──────── EXERCISE MATERIAL ────────
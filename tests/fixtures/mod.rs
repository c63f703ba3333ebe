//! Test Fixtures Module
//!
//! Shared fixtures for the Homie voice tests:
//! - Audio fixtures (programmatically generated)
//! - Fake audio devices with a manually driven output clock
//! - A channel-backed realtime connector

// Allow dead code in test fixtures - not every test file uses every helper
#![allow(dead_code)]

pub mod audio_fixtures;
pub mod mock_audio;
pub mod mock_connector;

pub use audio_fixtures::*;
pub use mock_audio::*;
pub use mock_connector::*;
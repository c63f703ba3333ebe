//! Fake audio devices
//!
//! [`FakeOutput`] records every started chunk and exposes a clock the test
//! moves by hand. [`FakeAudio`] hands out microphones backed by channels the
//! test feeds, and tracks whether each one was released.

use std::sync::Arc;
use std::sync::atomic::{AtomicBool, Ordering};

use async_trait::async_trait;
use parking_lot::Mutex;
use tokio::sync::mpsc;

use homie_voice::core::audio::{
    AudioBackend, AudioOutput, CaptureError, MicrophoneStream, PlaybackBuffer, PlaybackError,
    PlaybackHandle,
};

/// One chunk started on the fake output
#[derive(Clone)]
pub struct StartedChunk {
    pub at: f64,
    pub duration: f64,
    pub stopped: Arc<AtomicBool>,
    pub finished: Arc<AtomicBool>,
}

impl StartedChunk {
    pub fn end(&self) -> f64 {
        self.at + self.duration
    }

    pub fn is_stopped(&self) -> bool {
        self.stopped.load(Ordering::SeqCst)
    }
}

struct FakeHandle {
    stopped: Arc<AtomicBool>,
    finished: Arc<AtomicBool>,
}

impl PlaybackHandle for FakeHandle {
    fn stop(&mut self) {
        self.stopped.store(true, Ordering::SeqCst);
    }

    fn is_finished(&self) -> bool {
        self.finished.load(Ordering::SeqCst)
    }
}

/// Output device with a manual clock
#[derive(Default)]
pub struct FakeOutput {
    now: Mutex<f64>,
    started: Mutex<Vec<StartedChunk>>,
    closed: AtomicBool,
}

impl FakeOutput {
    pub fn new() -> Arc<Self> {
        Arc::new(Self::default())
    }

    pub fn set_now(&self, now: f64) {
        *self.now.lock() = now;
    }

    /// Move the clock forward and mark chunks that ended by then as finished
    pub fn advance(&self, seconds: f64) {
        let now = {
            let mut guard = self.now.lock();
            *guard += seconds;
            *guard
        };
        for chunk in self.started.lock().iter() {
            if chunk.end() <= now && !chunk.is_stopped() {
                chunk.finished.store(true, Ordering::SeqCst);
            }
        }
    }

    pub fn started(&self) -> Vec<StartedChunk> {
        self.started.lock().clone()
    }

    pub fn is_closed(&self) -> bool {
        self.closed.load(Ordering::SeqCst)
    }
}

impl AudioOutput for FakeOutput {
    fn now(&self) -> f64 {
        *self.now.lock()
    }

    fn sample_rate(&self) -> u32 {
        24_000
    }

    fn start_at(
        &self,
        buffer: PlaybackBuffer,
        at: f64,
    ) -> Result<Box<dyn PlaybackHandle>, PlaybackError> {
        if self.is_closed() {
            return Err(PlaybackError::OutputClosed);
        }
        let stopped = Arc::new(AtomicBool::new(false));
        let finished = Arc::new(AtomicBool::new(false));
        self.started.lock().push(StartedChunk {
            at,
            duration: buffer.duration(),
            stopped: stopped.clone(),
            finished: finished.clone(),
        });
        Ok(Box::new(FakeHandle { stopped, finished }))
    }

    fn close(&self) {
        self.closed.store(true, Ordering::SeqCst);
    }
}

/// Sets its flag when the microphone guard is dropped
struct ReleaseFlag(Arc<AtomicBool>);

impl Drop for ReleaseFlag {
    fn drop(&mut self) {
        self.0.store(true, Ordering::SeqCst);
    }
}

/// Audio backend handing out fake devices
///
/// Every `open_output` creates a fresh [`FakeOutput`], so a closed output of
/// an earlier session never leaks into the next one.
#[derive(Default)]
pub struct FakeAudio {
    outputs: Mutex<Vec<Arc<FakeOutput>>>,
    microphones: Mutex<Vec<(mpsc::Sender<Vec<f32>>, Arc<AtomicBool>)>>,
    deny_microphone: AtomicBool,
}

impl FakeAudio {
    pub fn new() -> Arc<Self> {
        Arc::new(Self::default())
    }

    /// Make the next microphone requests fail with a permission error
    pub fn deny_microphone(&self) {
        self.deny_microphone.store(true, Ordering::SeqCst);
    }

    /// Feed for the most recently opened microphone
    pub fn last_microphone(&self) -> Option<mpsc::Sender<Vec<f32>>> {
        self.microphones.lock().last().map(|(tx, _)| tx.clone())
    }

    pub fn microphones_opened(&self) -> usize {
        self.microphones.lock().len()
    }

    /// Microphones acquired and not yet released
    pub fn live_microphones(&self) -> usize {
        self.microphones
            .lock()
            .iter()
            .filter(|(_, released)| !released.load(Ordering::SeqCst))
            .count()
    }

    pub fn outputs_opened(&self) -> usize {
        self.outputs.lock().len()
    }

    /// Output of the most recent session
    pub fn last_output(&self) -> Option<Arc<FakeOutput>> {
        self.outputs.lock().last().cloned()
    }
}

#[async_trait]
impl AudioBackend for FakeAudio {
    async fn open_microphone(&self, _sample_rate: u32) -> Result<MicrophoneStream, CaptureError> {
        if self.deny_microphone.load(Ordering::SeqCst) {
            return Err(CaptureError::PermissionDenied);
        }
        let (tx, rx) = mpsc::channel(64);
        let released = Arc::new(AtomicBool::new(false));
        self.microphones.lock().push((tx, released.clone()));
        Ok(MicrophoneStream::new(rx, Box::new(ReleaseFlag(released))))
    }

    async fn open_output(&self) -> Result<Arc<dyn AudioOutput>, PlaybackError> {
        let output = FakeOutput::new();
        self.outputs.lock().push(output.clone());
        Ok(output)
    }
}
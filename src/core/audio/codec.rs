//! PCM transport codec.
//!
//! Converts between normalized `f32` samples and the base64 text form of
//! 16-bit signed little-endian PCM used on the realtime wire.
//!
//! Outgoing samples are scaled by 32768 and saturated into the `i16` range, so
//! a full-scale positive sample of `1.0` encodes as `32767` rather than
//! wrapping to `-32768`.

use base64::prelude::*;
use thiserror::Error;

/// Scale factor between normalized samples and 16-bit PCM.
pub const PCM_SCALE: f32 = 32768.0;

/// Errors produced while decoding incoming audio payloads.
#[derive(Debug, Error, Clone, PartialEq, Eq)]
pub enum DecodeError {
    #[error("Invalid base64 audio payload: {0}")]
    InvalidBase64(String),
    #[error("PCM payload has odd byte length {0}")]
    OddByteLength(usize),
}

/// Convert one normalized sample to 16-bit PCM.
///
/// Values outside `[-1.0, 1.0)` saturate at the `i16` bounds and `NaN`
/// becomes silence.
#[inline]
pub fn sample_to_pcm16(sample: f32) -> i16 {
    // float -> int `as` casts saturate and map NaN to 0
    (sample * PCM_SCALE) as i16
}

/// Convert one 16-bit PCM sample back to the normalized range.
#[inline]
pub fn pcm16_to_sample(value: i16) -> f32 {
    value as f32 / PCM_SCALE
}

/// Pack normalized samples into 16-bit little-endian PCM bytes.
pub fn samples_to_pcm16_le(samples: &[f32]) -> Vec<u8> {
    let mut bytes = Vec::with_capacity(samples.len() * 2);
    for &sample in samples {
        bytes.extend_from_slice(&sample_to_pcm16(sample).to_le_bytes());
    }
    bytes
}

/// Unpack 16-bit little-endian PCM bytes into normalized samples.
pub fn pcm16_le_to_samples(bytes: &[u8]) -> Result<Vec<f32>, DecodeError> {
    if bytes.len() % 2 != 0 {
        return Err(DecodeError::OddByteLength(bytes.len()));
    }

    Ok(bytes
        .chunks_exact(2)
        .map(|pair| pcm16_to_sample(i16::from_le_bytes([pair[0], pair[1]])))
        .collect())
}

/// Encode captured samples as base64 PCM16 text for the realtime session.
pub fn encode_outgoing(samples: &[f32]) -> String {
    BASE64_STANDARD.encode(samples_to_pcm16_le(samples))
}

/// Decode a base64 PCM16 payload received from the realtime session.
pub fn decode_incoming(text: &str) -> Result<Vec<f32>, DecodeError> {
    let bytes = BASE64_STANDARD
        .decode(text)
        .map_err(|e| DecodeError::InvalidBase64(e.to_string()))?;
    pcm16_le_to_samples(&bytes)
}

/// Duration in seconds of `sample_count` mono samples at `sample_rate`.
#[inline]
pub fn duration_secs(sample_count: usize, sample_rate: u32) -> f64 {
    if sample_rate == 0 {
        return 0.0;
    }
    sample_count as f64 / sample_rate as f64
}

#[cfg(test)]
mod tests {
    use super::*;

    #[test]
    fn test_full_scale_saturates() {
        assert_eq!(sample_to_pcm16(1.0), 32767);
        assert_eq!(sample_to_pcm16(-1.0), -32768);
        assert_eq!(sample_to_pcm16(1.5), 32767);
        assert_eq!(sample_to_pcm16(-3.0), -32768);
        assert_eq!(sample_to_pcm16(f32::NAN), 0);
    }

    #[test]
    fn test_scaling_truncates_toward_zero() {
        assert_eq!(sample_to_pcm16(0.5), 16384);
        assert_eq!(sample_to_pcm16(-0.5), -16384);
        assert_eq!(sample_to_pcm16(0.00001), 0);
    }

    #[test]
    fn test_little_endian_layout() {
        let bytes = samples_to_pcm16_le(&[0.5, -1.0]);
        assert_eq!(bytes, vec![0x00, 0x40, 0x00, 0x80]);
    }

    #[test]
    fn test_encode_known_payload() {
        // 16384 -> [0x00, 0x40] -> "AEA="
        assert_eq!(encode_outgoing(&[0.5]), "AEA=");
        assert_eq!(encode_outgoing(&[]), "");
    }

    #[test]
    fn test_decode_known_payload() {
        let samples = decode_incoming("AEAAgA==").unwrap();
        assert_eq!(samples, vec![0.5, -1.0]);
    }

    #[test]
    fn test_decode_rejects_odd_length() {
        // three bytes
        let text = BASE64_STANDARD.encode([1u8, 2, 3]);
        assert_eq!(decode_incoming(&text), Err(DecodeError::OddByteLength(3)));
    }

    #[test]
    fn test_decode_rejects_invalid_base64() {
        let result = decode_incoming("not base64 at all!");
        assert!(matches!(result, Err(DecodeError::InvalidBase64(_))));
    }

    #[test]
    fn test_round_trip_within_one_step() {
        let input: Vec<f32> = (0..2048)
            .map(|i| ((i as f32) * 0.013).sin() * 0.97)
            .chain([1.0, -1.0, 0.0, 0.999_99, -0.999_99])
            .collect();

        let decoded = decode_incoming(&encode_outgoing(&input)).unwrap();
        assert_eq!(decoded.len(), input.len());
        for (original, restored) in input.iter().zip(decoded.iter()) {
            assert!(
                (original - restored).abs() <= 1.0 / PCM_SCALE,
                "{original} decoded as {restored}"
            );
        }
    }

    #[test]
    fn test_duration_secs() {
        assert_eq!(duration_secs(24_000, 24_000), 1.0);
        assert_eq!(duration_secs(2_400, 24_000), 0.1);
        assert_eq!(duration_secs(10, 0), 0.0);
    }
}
────────
◆ EXERCISE GOAL
Wherever a line in the data above contains the word "most", copy that line.

◆ EXERCISE RESPONSE
    /// Feed for the most recently opened microphone
    /// Output of the most recent session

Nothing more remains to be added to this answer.